A comparison to the arduous building of H-3 is apples and oranges. A ride across H-3 inspires awe and amazement. The building of heavy rail will provides construction jobs for a while. And it will stop traffic. Not the traffic it is meant to relieve, but tourism traffic. The “Neighbor Islands” will be the beneficiaries of O`ahu’s rail.
The scale of the rail is absolutely counterintuitive to Hawai`i’s “on earth” profile. Never mind the problems with our infrastructure that won’t get fixed because of rail. Let me be more specific: anyone who understands Hawai`i’ would never undertake to build rail in the first place.
Hawaii is a place the whole world knows and loves. A place of staggering beauty and extraordinary gentleness. A place that offers rest and restoration. A place of unique heritage and culture. A place of Aloha.
Hawa`i is a place where uncommon nature has been patient with common humanity for hundreds of years. Though we have run over it with concrete, it still engages us with views of towering mountains, and the beautiful blue sea. We love the thundering silence of its tradewinds. The baking heat of its sun.
So when we who love Hawaii think about just it is what we love, I wonder how much thought has been given to the incompatibility of the steel-on-steel rail, atop massive slabs of concrete to the Hawaii we love?
Suppose the current plans for rail succeed? You are at Electric Beach – about to enter the water and you take one last look behind you — at the rail. Later in the day, you leave your office to walk down Bishop Street. You will no longer be able to see the Harbor, or the shops at Aloha Tower, or even Irwin Park.
When you were in Chinatown last Saturday – never mind the view of the sea you used to love so much. Now it is blocked by rail. Your favorite auto shop is on Kona Street – or it was. Now it isn’t here. That huge Island Pool and Spa is gone, too, to make way for the rail. And the sailmakers next door. Even Tahiti Imports was gobbled up by eminent domain (or is it imminent domain?).

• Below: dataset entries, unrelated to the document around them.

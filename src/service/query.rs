//! Read-only query surface over the persisted documents.
//!
//! Every query loads the latest committed state under a shared lock. A
//! read failure is logged and answered with an empty result, so consumers
//! never see a partially written document.

use chrono::{DateTime, Duration, Utc};
use serde::Serialize;

use super::lifecycle::{current_for_world, is_current_in};
use crate::domain::{
    ActivityHistory, ActivitySnapshot, GuildEntry, KdrHistory, KdrSnapshot, MatchId, MatchRecord,
    Team, window_start,
};
use crate::persistence::{Document, DocumentStore, GuildRegistry};

/// One line of [`QueryService::active_matches`].
#[derive(Debug, Clone, PartialEq, Eq, Serialize)]
pub struct MatchStatus {
    /// Matchup id.
    pub match_id: MatchId,
    /// Whether the matchup is still current.
    pub is_current: bool,
    /// End of the validity window.
    pub end_time: DateTime<Utc>,
    /// When the record was last touched.
    pub last_updated: DateTime<Utc>,
    /// Guild entries across all teams.
    pub guild_count: usize,
}

/// Read-side access for dashboards and other consumers.
#[derive(Debug, Clone)]
pub struct QueryService {
    store: DocumentStore,
}

impl QueryService {
    /// Creates a query service over `store`.
    #[must_use]
    pub fn new(store: DocumentStore) -> Self {
        Self { store }
    }

    async fn load<D: Document>(&self) -> D {
        match self.store.read::<D>().await {
            Ok(doc) => doc,
            Err(e) => {
                tracing::warn!(document = D::NAME, error = %e, "read failed; answering empty");
                D::default()
            }
        }
    }

    /// Guilds of `team` in `match_id`, ordered by name (case-insensitive).
    pub async fn get_guilds_by_team(&self, match_id: &MatchId, team: Team) -> Vec<GuildEntry> {
        let registry = self.load::<GuildRegistry>().await;
        let mut guilds: Vec<GuildEntry> = registry
            .get(match_id)
            .map(|record| record.teams.get(team).guilds.values().cloned().collect())
            .unwrap_or_default();
        guilds.sort_by(|a, b| {
            a.name
                .to_lowercase()
                .cmp(&b.name.to_lowercase())
                .then_with(|| a.id.cmp(&b.id))
        });
        guilds
    }

    /// Guilds of every team in `match_id`, most claims first.
    ///
    /// A guild fighting for two teams appears once per team.
    pub async fn get_all_guilds_sorted(&self, match_id: &MatchId) -> Vec<(Team, GuildEntry)> {
        let registry = self.load::<GuildRegistry>().await;
        let Some(record) = registry.get(match_id) else {
            return Vec::new();
        };
        let mut guilds: Vec<(Team, GuildEntry)> = record
            .teams
            .iter()
            .flat_map(|(team, t)| t.guilds.values().map(move |g| (team, g.clone())))
            .collect();
        guilds.sort_by(|(_, a), (_, b)| {
            b.claims_count
                .cmp(&a.claims_count)
                .then_with(|| a.name.to_lowercase().cmp(&b.name.to_lowercase()))
                .then_with(|| a.id.cmp(&b.id))
        });
        guilds
    }

    /// K/D entries of `match_id` recorded within the last `window`.
    pub async fn get_kdr_timeline(&self, match_id: &MatchId, window: Duration) -> Vec<KdrSnapshot> {
        self.get_kdr_timeline_at(match_id, window, Utc::now()).await
    }

    /// [`QueryService::get_kdr_timeline`] relative to `now`.
    pub async fn get_kdr_timeline_at(
        &self,
        match_id: &MatchId,
        window: Duration,
        now: DateTime<Utc>,
    ) -> Vec<KdrSnapshot> {
        self.load::<KdrHistory>().await.since(match_id, window_start(now, window))
    }

    /// Activity entries of `match_id` recorded within the last `window`.
    pub async fn get_activity_timeline(
        &self,
        match_id: &MatchId,
        window: Duration,
    ) -> Vec<ActivitySnapshot> {
        self.get_activity_timeline_at(match_id, window, Utc::now())
            .await
    }

    /// [`QueryService::get_activity_timeline`] relative to `now`.
    pub async fn get_activity_timeline_at(
        &self,
        match_id: &MatchId,
        window: Duration,
        now: DateTime<Utc>,
    ) -> Vec<ActivitySnapshot> {
        self.load::<ActivityHistory>()
            .await
            .since(match_id, window_start(now, window))
    }

    /// Most recent K/D entry of `match_id`.
    pub async fn latest_kdr(&self, match_id: &MatchId) -> Option<KdrSnapshot> {
        self.load::<KdrHistory>().await.latest(match_id).cloned()
    }

    /// Returns `true` while `match_id` is the live matchup for its worlds.
    pub async fn is_current(&self, match_id: &MatchId) -> bool {
        self.is_current_at(match_id, Utc::now()).await
    }

    /// [`QueryService::is_current`] evaluated at `now`.
    pub async fn is_current_at(&self, match_id: &MatchId, now: DateTime<Utc>) -> bool {
        is_current_in(&self.load::<GuildRegistry>().await, match_id, now)
    }

    /// The live matchup of `world_id`, if tracked.
    pub async fn current_match_id(&self, world_id: u32) -> Option<MatchId> {
        current_for_world(&self.load::<GuildRegistry>().await, world_id, Utc::now())
    }

    /// Full record of `match_id`.
    pub async fn match_summary(&self, match_id: &MatchId) -> Option<MatchRecord> {
        self.load::<GuildRegistry>()
            .await
            .matches
            .remove(match_id)
    }

    /// Every tracked matchup, most recently updated first.
    pub async fn active_matches(&self) -> Vec<MatchStatus> {
        let now = Utc::now();
        let registry = self.load::<GuildRegistry>().await;
        let mut matches: Vec<MatchStatus> = registry
            .matches
            .values()
            .map(|record| MatchStatus {
                match_id: record.match_id.clone(),
                is_current: record.is_current(now),
                end_time: record.end_time,
                last_updated: record.last_updated,
                guild_count: record.guild_count(),
            })
            .collect();
        matches.sort_by(|a, b| b.last_updated.cmp(&a.last_updated));
        matches
    }
}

Malama Aina? The rail will rise to eight stories in front of Ala Moana Center, head down Kapiolani Boulevard and turn up University Avenue — that’s right, right down the middle where the median with the trees used to be. It will rise up as it crosses King Street, up and up and … over the freeway! No more view of beautiful Manoa Valley.
What are we doing here? We are going to spend more than $5 billion dollars on a visual blight that will do very little to solve our traffic problems. Our visitors love this island for its beauty. So do we.
We need to stop and look around before we commit ourselves irrevocably to heavy rail. Stand on Electric Beach and look at the mountains. Stand on the corner of Bishop Street and look at Aloha Tower. Better yet, cross the street and look back at the historic Dillingham Transportation Building – if rail becomes a reality, you won’t see it from Irwin Park.
We have done our beautiful islands enough harm. Now, more than ever, we should be their keepers. If we love Hawai`i, if we love O’ahu, if we love Honolulu, how did we say yes to rail?
Gloria Garvey is a well known branding expert and writer in Honolulu.